* **TASK BRIEF**
Your output should be the lines from the one with "if let Err(e)" through the end of the entries below, set down word for word and nothing else.

* **DATA RECORDS**

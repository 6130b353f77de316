mod app;
pub mod i18n;
mod ui;
mod viewport;

use std::path::PathBuf;

use app::ViewerApp;
use mesh_viewer_lib::state::AppSettings;

fn main() {
    tracing_subscriber::fmt()
        .with_env_filter(
            tracing_subscriber::EnvFilter::try_from_default_env()
                .unwrap_or_else(|_| "mesh_viewer=info,mesh_viewer_lib=info".into()),
        )
        .init();

    // Parse --model <path> argument
    let initial_model = parse_model_arg();
    let antialiasing = AppSettings::load().viewport.antialiasing;

    let native_options = eframe::NativeOptions {
        viewport: egui::ViewportBuilder::default()
            .with_title("Mesh Viewer")
            .with_inner_size([1280.0, 800.0])
            .with_min_inner_size([720.0, 480.0])
            .with_drag_and_drop(true),
        multisampling: if antialiasing { 4 } else { 0 },
        depth_buffer: 24,
        ..Default::default()
    };

    if let Err(e) = eframe::run_native(
        "mesh-viewer",
        native_options,
        Box::new(move |cc| Ok(Box::new(ViewerApp::new(cc, initial_model)))),
    ) {
        tracing::error!("Failed to start application: {e}");
    }
}

fn parse_model_arg() -> Option<PathBuf> {
    let args: Vec<String> = std::env::args().collect();
    let mut i = 1;
    while i < args.len() {
        if args[i] == "--model" && i + 1 < args.len() {
            let path = PathBuf::from(&args[i + 1]);
            if !path.is_file() {
                tracing::error!("Model file not found: {}", path.display());
                return None;
            }
            return Some(path);
        }
        i += 1;
    }
    None
}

* **EXERCISE RESPONSE**
    if let Err(e) = eframe::run_native(
        "mesh-viewer",
        native_options,
        Box::new(move |cc| Ok(Box::new(ViewerApp::new(cc, initial_model)))),
    ) {
        tracing::error!("Failed to start application: {e}");
    }
}

fn parse_model_arg() -> Option<PathBuf> {
    let args: Vec<String> = std::env::args().collect();
    let mut i = 1;
    while i < args.len() {
        if args[i] == "--model" && i + 1 < args.len() {
            let path = PathBuf::from(&args[i + 1]);
            if !path.is_file() {
                tracing::error!("Model file not found: {}", path.display());
                return None;
            }
            return Some(path);
        }
        i += 1;
    }
    None
}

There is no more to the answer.